# Action item
Only the number is needed: count the lines below that hold the string "ProjectFixture".

[Stored data entries]
++++++++++++++++++++

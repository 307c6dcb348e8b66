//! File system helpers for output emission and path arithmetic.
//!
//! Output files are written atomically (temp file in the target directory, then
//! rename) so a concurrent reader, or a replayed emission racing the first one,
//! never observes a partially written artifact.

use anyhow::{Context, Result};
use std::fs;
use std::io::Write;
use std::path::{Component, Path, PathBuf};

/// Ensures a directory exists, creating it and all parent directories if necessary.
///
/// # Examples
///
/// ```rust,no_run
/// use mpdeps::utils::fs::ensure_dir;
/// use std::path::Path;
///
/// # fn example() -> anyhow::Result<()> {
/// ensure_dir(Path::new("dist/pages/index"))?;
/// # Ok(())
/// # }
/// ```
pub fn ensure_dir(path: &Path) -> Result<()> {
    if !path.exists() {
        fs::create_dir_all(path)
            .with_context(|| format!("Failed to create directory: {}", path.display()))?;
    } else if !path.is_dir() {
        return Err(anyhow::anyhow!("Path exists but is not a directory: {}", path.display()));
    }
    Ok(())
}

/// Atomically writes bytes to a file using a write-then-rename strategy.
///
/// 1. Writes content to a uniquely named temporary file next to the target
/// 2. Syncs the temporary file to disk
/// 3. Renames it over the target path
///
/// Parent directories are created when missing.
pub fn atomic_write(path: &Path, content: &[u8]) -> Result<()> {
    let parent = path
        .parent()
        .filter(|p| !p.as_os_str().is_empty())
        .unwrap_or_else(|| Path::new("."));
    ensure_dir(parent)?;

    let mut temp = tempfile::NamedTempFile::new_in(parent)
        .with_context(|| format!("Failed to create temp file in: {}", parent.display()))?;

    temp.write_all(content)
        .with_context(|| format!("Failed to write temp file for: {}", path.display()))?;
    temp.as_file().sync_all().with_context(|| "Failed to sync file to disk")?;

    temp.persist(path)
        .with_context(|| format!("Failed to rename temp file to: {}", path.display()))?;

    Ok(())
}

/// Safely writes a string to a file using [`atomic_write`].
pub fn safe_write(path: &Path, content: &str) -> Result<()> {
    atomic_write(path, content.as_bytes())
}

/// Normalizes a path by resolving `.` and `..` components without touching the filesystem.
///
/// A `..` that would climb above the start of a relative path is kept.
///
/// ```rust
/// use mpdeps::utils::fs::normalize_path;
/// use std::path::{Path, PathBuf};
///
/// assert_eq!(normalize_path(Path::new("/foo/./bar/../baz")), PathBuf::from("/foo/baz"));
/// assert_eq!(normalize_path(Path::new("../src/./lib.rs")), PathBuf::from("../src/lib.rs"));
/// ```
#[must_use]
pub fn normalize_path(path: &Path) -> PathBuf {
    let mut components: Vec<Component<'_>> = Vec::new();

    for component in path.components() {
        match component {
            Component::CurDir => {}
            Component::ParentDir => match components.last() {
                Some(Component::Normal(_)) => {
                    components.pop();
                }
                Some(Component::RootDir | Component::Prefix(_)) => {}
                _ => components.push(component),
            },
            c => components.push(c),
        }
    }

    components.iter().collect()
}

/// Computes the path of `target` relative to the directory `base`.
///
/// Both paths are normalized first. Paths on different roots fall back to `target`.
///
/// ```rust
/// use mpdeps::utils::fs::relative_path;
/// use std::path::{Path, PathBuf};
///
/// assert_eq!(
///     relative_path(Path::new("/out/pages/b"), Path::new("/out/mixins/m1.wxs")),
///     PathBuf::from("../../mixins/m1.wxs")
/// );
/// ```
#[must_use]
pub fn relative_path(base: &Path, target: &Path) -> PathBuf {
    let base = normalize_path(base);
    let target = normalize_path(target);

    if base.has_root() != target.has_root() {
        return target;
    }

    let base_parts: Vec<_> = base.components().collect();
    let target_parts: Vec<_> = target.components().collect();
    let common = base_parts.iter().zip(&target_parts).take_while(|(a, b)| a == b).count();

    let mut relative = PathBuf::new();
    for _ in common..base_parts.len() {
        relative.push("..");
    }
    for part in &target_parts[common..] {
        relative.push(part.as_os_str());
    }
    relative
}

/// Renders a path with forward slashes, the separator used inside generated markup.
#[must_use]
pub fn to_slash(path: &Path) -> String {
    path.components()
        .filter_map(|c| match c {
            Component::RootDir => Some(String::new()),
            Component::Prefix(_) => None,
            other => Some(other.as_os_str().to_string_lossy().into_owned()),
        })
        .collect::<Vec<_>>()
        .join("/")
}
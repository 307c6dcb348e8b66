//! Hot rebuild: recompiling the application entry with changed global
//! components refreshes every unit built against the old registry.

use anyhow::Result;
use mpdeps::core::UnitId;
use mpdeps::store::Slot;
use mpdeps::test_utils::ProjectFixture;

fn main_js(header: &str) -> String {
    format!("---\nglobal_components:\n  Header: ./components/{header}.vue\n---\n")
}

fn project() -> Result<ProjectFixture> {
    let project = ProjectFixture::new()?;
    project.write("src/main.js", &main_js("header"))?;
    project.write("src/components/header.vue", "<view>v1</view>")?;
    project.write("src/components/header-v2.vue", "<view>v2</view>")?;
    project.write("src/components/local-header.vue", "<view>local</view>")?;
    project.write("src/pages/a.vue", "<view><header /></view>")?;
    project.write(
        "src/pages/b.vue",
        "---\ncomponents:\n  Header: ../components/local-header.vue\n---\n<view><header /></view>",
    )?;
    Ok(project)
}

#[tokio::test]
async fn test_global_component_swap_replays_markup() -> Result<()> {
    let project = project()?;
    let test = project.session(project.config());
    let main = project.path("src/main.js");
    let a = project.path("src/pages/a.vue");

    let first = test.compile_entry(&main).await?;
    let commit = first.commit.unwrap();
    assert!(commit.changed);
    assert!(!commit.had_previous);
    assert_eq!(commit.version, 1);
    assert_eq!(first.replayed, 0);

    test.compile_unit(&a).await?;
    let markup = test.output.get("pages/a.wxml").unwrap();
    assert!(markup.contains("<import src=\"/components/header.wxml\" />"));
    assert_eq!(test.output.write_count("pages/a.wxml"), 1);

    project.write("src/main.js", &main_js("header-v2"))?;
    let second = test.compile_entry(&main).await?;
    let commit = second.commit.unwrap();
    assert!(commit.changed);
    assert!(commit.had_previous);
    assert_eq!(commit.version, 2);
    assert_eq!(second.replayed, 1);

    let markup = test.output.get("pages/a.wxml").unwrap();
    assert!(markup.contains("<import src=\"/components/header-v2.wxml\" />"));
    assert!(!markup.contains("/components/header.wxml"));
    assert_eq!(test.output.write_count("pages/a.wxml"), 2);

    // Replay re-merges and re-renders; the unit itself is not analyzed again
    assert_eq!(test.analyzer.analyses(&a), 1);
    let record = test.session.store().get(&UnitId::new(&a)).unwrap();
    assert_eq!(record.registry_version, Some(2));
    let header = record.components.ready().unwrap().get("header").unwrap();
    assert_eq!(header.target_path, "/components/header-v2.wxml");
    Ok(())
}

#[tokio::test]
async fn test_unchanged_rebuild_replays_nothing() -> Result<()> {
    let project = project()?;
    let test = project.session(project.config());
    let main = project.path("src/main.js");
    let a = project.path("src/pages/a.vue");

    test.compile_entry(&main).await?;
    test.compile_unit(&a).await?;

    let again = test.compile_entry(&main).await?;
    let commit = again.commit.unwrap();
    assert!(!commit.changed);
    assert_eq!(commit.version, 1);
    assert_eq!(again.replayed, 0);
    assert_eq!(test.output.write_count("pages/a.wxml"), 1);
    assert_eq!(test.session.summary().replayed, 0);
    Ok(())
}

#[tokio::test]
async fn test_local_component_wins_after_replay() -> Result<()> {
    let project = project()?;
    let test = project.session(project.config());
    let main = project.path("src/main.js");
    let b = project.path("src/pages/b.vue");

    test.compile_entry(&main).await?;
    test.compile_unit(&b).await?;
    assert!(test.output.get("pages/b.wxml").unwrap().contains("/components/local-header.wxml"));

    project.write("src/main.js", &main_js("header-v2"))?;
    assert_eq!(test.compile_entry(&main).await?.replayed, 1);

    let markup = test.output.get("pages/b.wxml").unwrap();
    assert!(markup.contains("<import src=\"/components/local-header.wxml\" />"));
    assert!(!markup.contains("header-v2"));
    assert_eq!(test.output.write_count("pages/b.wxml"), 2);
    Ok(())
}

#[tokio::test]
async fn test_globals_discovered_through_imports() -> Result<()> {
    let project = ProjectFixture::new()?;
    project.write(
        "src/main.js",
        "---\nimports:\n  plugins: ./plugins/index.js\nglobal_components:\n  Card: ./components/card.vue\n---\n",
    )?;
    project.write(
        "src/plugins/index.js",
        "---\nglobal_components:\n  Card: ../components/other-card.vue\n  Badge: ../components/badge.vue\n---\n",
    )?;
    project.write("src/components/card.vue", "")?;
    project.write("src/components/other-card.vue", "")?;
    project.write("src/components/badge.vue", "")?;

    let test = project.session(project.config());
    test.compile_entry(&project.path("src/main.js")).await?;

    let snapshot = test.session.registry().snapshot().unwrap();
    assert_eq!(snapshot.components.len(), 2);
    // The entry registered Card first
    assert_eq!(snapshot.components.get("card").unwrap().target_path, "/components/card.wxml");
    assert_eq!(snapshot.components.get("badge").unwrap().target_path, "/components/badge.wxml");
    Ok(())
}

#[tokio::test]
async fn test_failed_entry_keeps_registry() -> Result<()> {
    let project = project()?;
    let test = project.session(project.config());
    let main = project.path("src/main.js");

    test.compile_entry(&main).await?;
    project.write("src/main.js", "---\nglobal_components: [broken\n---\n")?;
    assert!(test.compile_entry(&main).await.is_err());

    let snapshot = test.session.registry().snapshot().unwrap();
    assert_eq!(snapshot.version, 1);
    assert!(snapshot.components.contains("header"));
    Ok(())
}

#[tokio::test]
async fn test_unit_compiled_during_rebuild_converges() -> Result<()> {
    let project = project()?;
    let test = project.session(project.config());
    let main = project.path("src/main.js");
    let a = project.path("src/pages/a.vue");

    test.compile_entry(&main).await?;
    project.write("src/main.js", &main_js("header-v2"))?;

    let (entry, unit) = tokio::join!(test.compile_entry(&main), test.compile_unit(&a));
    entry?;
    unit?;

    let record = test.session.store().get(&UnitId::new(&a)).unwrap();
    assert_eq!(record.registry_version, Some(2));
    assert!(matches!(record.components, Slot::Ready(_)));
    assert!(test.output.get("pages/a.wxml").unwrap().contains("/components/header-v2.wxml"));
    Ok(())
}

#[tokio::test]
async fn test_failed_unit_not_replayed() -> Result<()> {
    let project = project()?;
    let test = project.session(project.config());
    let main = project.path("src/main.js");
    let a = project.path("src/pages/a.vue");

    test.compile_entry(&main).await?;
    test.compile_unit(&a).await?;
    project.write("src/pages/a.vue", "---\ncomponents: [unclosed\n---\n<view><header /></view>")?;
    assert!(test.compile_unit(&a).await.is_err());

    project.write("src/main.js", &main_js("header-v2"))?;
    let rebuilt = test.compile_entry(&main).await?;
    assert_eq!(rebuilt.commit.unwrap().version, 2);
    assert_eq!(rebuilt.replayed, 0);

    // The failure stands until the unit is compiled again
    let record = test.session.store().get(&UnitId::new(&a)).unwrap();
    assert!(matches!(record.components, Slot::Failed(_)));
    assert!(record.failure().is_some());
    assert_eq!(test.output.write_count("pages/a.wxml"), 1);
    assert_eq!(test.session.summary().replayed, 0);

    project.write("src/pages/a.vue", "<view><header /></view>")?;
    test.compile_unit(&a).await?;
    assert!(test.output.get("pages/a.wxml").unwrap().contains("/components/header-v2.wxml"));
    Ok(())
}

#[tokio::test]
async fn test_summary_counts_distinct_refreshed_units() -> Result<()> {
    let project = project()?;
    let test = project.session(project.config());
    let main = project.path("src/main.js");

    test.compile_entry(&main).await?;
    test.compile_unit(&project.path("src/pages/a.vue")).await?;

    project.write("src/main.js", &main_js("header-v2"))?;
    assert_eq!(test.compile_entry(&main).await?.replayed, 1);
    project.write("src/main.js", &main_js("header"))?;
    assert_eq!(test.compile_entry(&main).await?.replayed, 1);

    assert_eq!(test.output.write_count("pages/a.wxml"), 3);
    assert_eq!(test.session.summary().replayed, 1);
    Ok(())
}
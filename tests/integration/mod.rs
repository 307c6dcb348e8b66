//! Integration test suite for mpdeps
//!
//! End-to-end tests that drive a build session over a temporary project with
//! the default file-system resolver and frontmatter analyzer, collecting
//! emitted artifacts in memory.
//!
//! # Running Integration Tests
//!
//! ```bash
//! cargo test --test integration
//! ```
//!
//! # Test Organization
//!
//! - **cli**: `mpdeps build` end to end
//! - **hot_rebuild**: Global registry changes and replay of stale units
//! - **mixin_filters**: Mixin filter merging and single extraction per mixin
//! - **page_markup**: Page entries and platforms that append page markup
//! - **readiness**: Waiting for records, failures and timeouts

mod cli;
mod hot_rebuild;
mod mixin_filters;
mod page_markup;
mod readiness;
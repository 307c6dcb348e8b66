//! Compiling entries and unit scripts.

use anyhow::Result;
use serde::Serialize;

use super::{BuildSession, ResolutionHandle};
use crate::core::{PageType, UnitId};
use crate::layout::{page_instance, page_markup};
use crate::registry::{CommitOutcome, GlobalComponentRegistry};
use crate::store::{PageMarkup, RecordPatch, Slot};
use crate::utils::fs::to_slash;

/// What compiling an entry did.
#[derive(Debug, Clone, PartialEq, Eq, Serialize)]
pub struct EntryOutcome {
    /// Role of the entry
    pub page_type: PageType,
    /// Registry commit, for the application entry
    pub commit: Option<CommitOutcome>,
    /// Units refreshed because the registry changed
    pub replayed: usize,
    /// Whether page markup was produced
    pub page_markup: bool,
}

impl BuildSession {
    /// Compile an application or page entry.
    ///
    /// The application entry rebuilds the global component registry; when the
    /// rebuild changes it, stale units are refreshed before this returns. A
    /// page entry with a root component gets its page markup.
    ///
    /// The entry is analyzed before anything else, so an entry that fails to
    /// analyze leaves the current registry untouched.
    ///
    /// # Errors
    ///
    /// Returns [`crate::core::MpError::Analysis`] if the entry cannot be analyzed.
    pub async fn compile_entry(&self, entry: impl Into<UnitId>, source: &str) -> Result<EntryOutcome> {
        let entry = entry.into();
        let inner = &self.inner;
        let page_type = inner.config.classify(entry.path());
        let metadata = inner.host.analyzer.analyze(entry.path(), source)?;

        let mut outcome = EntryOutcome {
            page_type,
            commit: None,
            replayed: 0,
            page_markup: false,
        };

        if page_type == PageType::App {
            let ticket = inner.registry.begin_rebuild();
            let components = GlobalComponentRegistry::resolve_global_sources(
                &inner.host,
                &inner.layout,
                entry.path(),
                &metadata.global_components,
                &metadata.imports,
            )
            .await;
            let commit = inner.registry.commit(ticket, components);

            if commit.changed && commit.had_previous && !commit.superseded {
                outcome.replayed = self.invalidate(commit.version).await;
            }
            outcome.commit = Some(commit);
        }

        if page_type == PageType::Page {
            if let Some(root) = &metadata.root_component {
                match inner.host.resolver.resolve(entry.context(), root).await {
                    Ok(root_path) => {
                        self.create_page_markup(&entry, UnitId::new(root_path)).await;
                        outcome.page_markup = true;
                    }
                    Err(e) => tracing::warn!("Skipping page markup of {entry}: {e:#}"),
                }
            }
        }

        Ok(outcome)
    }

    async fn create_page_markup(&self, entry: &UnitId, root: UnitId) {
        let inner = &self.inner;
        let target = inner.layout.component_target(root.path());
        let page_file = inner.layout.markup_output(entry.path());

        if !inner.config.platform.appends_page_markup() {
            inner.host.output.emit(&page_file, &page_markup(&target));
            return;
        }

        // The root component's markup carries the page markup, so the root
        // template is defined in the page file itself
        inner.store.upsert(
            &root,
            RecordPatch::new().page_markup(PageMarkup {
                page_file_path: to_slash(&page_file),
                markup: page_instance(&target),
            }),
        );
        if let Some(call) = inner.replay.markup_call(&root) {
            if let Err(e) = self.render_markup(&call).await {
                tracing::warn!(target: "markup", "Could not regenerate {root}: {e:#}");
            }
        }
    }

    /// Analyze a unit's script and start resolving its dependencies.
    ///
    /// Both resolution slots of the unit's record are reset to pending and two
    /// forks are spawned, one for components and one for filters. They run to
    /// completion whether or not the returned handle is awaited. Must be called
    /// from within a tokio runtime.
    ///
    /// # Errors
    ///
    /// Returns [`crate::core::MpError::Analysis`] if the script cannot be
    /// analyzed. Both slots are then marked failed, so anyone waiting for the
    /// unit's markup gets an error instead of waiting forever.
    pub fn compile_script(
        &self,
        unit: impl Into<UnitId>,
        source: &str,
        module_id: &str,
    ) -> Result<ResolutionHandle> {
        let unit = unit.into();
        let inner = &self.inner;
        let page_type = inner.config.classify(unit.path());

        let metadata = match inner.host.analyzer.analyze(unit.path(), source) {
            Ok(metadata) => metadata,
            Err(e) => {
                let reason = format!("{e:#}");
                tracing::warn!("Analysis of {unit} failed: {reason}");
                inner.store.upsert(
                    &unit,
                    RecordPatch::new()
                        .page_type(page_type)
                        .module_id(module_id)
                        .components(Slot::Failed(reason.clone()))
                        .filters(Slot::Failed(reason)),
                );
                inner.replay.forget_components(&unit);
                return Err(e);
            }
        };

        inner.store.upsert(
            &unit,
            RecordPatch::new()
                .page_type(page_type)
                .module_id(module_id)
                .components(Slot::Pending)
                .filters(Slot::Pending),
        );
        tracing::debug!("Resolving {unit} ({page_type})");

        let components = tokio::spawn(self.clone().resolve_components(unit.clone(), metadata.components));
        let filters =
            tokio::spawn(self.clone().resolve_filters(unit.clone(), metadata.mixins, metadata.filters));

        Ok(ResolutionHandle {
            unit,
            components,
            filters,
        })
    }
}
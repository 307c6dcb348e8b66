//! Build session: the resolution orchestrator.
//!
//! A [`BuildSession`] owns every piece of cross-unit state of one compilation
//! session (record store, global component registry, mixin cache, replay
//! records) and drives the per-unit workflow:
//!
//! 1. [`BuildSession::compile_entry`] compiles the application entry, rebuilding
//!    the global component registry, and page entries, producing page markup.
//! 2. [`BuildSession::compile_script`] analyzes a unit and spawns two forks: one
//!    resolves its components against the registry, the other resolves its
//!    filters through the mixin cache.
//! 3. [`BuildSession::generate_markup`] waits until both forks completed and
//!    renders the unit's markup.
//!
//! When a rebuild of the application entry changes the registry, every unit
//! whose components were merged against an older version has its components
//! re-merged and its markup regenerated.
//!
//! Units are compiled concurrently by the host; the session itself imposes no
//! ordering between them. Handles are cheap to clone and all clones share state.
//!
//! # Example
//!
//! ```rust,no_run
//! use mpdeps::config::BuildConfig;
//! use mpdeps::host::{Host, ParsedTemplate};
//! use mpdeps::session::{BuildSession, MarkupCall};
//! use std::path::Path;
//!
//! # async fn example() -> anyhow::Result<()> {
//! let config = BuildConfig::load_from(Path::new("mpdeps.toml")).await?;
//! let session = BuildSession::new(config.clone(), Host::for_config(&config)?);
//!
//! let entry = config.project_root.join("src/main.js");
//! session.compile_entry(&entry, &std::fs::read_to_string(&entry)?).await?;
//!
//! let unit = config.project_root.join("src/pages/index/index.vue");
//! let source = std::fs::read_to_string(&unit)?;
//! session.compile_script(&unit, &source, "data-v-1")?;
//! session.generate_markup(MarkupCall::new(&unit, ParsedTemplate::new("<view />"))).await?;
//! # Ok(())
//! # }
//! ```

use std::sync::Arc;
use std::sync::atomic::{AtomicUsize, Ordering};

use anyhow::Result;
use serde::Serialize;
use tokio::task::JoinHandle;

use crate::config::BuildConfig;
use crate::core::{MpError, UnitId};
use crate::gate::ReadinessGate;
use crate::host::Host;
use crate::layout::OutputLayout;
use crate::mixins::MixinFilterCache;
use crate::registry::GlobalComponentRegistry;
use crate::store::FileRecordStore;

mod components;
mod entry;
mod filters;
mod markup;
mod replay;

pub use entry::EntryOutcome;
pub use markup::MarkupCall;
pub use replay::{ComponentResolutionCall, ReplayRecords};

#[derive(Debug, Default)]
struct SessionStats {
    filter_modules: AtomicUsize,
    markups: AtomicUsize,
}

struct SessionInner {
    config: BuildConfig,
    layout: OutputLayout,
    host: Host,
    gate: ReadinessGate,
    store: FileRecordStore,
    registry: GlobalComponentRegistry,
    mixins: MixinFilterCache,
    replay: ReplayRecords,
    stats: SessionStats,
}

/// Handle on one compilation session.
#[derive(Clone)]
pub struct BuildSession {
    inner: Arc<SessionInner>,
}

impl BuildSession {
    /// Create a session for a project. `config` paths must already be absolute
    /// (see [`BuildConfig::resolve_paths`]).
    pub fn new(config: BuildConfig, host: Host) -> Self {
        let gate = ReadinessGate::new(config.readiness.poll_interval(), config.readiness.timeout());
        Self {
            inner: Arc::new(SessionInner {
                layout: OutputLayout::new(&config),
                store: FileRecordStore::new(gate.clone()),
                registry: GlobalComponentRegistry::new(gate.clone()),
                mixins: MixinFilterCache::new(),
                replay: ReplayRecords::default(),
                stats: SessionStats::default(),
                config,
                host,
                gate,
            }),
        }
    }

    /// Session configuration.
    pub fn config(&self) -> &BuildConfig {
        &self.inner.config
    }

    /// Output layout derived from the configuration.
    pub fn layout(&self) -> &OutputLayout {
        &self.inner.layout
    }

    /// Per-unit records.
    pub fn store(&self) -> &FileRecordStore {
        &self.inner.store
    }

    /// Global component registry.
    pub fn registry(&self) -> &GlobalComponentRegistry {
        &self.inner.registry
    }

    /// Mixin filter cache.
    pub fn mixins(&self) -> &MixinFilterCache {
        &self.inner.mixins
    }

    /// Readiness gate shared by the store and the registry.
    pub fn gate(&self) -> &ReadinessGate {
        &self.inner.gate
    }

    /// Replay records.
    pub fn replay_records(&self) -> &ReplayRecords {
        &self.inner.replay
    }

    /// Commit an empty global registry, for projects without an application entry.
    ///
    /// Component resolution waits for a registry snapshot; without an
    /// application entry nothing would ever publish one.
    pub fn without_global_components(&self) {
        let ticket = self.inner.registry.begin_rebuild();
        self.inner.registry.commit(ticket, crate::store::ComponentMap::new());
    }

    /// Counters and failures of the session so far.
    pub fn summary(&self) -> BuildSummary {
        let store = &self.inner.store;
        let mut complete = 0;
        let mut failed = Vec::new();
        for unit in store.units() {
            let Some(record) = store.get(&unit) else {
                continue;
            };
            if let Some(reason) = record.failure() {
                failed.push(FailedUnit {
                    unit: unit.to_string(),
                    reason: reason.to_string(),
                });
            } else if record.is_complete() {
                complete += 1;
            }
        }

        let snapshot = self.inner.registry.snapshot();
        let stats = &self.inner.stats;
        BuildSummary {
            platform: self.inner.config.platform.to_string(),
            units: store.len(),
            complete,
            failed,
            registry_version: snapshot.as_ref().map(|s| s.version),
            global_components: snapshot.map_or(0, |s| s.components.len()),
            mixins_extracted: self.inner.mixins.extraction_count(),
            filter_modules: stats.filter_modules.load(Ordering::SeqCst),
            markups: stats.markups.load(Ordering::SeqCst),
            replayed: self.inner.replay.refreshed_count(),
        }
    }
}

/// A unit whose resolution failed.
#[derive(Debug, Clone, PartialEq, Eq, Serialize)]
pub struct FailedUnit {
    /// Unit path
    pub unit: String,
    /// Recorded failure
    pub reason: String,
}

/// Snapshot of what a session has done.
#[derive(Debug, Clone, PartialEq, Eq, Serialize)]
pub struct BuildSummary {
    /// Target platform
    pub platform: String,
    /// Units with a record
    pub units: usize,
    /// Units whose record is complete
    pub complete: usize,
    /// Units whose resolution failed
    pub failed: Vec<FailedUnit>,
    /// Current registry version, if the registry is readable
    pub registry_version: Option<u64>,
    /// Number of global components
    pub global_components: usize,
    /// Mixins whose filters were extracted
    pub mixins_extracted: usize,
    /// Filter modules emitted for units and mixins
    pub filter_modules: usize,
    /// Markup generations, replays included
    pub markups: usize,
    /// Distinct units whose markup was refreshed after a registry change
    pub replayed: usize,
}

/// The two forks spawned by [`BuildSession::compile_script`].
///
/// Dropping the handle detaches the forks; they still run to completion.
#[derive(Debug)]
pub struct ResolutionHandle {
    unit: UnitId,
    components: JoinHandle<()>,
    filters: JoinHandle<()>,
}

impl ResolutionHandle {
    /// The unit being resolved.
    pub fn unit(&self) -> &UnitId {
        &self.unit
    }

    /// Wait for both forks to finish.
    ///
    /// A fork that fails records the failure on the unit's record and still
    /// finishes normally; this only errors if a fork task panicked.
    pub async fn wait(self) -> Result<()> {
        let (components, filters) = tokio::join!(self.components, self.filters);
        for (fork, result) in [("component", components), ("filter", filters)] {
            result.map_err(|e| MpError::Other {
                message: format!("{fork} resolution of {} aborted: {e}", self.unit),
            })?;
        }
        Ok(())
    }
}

++++++++++++++++++++

# Solution to the exercise
4